[Data excerpts]

- - -

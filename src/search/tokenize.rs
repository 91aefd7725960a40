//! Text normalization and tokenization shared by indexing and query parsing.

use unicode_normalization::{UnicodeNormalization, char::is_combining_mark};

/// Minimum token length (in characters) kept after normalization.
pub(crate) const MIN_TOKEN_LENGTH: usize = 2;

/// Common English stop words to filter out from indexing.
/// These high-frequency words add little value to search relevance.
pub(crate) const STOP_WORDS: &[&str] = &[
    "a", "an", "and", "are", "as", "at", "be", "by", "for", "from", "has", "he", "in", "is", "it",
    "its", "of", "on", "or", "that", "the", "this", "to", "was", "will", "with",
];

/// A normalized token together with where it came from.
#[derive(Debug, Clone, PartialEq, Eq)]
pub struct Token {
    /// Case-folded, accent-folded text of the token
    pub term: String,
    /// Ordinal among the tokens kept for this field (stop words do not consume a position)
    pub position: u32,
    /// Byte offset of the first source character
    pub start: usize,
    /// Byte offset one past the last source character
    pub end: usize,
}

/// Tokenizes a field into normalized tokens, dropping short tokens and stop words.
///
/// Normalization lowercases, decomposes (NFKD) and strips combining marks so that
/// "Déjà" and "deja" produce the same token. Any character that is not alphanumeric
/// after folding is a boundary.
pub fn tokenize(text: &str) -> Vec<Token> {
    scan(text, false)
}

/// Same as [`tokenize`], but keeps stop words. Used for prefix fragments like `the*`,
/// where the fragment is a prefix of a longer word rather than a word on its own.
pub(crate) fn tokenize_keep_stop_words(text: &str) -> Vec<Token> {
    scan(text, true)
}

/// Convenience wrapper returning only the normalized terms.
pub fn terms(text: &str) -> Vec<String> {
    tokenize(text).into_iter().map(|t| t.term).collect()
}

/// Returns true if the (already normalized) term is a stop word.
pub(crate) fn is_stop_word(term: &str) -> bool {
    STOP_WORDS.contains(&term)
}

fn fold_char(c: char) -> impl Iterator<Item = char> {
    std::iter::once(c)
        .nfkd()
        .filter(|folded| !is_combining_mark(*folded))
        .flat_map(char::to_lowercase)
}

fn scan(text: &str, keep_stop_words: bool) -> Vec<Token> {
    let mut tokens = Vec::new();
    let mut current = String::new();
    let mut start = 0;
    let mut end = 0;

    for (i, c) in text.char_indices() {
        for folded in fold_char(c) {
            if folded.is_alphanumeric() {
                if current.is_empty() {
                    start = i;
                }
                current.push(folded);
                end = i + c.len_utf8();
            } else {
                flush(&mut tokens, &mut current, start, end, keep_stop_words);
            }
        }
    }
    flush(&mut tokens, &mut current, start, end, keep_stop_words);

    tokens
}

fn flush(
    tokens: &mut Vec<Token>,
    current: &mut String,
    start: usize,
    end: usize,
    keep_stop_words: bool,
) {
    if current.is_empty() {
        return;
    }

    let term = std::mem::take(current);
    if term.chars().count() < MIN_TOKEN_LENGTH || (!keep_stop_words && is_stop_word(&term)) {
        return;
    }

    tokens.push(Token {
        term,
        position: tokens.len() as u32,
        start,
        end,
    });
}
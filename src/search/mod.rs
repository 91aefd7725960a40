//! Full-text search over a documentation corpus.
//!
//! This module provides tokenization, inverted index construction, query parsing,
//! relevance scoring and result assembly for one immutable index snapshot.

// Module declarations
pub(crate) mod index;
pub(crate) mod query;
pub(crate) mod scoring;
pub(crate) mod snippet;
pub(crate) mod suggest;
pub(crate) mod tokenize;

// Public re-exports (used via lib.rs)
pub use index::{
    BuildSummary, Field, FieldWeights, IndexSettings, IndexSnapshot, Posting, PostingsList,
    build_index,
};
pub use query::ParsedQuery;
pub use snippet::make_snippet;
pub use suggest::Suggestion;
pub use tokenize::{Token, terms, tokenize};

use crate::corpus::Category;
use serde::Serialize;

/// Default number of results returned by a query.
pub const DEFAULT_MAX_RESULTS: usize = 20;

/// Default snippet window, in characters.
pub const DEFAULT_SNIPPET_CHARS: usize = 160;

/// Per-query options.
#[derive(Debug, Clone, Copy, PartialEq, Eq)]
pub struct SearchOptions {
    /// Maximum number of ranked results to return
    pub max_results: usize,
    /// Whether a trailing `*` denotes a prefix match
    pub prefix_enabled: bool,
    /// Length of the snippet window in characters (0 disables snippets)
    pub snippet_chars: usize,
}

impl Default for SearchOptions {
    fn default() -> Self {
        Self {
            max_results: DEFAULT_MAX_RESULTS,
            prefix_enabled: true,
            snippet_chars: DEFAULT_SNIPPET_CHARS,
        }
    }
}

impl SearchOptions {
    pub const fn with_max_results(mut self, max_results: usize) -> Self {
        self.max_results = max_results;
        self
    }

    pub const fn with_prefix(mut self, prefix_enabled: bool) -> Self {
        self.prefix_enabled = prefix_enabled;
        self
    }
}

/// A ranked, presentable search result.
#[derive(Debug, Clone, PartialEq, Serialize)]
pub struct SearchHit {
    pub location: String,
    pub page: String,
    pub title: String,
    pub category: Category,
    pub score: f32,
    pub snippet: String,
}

- - -

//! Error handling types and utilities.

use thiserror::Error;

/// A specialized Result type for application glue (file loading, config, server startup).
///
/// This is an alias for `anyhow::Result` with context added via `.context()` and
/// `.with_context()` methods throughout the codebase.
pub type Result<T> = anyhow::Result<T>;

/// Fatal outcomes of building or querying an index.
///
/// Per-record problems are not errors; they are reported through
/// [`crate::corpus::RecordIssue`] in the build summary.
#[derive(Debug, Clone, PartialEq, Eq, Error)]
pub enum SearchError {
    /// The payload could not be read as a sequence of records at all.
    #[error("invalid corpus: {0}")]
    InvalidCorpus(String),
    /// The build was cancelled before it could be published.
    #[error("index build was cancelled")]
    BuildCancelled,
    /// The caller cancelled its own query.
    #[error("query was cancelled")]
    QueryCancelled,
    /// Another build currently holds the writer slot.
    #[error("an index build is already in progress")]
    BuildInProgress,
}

- - -

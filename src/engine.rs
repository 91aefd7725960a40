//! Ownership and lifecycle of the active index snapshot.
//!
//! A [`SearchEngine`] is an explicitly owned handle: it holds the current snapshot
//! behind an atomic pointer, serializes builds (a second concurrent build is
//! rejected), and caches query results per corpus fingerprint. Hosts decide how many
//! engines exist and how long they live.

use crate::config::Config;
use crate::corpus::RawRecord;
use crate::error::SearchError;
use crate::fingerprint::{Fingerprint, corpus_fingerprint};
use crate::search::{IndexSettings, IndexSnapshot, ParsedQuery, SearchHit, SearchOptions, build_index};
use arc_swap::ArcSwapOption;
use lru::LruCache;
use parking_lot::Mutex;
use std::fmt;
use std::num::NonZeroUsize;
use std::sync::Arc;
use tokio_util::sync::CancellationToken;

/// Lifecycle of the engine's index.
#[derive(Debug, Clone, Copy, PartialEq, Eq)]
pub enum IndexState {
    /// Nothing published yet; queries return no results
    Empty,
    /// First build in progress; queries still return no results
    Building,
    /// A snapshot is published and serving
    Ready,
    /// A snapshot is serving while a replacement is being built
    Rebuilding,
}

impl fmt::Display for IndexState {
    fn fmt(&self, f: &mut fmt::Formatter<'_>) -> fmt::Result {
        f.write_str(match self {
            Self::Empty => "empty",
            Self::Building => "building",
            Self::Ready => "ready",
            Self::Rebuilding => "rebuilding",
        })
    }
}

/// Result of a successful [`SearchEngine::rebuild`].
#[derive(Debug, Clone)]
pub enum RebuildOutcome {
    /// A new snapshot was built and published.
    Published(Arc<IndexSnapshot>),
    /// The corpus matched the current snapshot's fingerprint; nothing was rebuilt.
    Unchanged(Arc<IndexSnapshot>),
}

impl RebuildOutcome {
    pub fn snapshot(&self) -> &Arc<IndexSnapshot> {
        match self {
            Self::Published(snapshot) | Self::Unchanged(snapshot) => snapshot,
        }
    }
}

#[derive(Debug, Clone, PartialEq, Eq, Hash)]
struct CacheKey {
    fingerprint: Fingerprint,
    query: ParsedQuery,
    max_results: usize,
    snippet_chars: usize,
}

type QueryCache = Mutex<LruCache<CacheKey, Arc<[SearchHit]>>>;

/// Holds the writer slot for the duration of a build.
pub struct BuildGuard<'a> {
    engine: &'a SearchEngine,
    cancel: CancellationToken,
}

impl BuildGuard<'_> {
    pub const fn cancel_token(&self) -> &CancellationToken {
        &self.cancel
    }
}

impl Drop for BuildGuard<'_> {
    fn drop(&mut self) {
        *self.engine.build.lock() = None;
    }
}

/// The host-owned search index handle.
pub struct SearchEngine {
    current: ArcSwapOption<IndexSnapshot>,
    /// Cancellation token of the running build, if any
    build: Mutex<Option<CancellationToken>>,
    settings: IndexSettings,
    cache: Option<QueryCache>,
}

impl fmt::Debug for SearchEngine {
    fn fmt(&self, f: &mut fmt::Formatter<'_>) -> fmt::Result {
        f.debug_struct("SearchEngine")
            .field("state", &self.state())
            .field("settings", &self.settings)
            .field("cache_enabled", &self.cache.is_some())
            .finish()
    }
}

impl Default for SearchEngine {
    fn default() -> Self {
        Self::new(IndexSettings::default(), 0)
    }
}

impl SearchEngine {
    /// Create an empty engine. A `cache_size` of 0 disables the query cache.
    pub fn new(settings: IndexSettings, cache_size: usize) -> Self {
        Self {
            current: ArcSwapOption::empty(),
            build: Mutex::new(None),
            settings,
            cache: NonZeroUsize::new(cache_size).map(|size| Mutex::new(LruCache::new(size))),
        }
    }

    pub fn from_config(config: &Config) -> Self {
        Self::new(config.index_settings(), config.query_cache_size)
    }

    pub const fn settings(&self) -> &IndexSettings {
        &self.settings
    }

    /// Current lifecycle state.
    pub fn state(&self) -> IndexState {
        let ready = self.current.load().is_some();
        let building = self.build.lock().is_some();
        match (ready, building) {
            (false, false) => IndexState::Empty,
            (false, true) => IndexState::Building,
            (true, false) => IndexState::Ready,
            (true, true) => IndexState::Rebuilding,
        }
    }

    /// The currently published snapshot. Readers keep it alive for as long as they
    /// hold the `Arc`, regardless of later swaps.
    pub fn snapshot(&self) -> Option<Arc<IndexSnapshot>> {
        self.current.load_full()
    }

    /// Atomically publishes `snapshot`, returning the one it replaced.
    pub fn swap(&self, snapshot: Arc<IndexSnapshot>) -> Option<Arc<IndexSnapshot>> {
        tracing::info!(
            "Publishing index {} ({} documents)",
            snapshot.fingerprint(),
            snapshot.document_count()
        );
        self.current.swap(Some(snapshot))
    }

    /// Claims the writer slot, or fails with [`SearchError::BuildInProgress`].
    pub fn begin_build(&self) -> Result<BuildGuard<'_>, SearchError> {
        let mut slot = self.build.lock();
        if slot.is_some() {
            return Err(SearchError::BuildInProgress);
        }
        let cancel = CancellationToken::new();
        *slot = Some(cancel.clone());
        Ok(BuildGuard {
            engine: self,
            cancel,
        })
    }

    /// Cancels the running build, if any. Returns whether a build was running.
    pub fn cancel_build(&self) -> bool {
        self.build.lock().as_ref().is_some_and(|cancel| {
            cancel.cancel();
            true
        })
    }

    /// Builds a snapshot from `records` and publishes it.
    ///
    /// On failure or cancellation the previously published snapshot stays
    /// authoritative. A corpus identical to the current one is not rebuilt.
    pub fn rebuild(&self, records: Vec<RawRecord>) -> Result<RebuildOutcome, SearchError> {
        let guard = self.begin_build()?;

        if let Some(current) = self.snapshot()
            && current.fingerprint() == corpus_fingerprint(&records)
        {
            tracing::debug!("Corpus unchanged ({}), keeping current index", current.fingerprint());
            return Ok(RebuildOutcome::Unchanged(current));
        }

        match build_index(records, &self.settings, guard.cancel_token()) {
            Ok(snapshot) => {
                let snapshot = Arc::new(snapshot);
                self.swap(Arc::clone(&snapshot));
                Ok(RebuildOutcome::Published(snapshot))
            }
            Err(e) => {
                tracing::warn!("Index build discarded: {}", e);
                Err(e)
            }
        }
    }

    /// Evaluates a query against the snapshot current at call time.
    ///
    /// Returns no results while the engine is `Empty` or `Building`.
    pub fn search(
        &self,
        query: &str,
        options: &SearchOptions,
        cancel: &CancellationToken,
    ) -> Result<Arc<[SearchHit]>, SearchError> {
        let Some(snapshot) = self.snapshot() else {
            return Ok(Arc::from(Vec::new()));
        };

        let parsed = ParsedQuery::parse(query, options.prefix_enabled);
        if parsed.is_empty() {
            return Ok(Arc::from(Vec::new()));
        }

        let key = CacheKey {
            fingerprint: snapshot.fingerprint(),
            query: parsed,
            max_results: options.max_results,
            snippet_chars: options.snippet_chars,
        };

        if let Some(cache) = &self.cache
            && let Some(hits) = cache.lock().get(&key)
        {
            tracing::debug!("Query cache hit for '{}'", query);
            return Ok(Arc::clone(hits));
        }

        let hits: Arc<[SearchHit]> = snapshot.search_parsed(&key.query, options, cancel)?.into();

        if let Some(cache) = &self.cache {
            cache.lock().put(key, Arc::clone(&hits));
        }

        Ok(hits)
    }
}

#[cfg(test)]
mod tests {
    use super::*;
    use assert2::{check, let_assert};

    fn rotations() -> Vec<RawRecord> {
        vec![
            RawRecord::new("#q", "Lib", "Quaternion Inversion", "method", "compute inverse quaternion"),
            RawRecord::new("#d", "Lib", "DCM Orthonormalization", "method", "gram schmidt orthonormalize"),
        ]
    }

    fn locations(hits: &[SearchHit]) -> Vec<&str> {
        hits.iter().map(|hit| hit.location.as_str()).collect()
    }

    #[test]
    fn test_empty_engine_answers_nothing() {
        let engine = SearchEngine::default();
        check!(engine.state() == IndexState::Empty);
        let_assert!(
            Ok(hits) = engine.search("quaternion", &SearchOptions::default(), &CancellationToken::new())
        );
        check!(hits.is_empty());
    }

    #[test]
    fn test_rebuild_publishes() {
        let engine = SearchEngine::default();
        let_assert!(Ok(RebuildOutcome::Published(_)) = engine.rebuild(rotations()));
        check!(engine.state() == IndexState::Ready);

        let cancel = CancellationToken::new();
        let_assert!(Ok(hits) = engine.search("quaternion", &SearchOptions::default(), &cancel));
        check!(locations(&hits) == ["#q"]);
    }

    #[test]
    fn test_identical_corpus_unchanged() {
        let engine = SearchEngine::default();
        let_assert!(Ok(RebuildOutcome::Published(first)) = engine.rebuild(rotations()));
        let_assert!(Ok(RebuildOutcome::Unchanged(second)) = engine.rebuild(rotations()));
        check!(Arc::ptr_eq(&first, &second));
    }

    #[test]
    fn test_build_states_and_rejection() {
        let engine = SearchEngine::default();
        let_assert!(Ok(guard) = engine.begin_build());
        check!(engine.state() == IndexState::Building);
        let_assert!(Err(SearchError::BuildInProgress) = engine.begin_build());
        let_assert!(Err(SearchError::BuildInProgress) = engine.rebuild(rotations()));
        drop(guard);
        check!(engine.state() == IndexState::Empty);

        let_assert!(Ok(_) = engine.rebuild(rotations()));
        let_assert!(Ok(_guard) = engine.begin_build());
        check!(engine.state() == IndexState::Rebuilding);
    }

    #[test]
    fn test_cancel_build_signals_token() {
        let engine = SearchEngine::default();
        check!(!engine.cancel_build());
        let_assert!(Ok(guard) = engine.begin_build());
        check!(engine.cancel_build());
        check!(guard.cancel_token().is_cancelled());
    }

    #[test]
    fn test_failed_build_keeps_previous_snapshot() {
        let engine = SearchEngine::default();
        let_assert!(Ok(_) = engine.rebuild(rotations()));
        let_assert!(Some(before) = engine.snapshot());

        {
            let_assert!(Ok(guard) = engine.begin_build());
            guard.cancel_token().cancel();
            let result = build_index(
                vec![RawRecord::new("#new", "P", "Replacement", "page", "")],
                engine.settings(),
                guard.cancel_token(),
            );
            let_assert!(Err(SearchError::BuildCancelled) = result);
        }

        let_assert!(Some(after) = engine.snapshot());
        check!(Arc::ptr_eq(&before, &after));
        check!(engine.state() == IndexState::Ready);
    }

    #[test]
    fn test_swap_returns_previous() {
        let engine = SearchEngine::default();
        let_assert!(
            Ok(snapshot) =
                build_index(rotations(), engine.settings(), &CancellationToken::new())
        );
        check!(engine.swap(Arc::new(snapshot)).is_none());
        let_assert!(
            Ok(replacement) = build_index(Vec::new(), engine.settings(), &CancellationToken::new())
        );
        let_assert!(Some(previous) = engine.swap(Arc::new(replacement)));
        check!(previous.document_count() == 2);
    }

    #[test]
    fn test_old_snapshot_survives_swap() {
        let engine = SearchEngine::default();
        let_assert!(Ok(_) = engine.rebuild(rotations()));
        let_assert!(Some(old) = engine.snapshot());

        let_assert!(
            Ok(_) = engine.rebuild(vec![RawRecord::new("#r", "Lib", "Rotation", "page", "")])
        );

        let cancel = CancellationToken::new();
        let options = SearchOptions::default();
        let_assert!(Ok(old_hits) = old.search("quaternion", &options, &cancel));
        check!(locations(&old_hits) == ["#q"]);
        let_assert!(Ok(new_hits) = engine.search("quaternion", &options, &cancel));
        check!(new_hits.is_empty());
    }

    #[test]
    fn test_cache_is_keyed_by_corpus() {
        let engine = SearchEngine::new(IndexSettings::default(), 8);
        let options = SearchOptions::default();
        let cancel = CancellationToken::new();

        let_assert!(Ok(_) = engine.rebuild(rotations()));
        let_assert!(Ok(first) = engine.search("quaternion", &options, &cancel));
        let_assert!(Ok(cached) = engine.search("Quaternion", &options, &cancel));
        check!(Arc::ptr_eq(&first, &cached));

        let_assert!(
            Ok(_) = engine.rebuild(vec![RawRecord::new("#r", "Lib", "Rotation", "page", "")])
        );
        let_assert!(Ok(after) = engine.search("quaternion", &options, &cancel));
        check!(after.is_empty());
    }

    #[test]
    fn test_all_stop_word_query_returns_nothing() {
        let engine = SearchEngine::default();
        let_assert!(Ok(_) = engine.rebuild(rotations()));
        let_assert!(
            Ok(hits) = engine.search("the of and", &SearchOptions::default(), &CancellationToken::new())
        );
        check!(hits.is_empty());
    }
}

- - -

■ Work to be completed: Work out how many lines in the records above contain the word "SearchHit", and give only that number.

■ Exercise solution: 6